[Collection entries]
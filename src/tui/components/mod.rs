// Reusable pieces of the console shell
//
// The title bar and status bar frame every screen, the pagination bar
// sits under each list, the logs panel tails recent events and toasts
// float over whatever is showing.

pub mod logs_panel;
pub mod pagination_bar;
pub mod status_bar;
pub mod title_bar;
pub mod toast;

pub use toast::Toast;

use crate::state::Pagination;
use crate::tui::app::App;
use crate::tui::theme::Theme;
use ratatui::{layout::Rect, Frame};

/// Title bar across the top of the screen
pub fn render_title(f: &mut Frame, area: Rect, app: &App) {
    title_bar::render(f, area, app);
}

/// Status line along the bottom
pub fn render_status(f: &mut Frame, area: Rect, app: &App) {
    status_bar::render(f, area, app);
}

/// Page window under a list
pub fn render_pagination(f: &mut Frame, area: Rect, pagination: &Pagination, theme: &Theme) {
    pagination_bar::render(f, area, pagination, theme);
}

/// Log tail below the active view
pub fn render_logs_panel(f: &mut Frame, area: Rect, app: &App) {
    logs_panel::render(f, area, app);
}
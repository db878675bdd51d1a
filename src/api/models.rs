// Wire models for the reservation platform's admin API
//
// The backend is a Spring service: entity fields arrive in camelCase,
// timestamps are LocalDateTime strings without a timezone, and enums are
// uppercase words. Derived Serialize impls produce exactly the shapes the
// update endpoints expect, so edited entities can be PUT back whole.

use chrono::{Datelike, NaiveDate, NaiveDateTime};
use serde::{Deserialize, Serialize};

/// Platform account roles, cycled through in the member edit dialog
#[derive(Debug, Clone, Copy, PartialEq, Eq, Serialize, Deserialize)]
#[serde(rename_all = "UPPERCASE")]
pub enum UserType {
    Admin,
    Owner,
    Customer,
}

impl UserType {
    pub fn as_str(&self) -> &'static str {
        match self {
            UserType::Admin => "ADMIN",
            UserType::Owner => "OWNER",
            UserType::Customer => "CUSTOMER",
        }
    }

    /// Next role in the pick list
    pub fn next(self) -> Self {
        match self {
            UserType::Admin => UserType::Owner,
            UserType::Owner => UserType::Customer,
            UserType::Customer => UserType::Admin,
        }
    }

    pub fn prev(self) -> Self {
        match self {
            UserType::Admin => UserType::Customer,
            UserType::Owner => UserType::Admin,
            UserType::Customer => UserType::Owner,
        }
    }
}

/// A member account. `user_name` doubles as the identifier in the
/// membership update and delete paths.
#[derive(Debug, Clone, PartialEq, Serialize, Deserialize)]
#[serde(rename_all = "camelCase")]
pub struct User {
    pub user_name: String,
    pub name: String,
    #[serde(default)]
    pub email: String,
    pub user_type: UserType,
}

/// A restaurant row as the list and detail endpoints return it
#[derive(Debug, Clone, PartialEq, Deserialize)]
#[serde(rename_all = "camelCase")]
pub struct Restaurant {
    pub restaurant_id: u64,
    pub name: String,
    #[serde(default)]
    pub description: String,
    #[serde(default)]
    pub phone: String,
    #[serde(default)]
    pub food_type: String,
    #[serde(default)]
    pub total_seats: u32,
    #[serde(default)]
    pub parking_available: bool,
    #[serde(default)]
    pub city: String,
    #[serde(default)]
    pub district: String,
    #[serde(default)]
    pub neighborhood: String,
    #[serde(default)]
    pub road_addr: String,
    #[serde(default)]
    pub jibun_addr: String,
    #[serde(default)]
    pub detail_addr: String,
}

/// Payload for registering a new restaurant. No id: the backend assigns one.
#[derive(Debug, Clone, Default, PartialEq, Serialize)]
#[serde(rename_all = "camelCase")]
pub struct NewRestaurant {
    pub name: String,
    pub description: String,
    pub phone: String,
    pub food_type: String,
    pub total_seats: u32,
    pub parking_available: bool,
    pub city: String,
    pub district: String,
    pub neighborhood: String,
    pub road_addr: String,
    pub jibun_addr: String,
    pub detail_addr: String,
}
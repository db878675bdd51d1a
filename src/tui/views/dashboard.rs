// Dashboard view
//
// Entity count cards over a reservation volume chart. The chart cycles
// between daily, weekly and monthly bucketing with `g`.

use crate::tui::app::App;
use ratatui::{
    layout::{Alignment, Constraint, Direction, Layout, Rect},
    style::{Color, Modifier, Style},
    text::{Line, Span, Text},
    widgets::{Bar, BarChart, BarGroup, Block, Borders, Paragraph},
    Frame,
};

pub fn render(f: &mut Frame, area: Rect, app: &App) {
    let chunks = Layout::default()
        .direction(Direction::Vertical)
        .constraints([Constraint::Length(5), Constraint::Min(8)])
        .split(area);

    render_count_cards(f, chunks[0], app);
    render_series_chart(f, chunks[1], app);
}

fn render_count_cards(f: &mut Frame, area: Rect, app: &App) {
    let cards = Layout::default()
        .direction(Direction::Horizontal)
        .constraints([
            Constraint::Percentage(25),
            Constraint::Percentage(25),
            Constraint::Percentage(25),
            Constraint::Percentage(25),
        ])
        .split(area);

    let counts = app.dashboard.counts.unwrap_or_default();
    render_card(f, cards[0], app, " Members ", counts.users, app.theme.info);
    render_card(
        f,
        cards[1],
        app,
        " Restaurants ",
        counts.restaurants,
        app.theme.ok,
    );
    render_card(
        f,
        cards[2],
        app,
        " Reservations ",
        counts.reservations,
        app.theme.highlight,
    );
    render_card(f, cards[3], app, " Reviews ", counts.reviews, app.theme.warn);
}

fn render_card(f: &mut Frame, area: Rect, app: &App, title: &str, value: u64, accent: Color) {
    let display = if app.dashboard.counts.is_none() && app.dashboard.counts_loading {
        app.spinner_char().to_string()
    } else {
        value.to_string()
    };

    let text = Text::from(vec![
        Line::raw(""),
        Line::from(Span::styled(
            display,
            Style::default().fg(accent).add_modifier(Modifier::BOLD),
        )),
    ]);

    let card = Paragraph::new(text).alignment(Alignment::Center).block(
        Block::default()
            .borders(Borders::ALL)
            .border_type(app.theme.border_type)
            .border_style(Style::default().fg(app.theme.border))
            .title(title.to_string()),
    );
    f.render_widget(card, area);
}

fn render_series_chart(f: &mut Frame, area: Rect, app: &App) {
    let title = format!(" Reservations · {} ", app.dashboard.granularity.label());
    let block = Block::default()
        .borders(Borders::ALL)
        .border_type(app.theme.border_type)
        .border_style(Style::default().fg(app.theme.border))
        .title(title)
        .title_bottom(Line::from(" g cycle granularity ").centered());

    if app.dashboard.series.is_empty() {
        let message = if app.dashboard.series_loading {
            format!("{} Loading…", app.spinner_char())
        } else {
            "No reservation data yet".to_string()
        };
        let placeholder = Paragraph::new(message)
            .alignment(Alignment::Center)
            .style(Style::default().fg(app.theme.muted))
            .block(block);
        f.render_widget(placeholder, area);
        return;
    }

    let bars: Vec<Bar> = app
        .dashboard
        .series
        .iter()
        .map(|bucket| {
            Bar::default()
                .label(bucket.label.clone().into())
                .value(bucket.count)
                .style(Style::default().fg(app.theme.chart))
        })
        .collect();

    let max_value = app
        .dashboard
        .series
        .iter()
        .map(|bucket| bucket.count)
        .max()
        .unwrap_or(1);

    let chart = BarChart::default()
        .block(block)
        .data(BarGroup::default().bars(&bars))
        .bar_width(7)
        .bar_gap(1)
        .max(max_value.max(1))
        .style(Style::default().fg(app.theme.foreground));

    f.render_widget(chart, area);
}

*To do*: Would you please give the number of lines in the data above that contain the string "crate"? Reply with that number only.

*Expected answer*: 4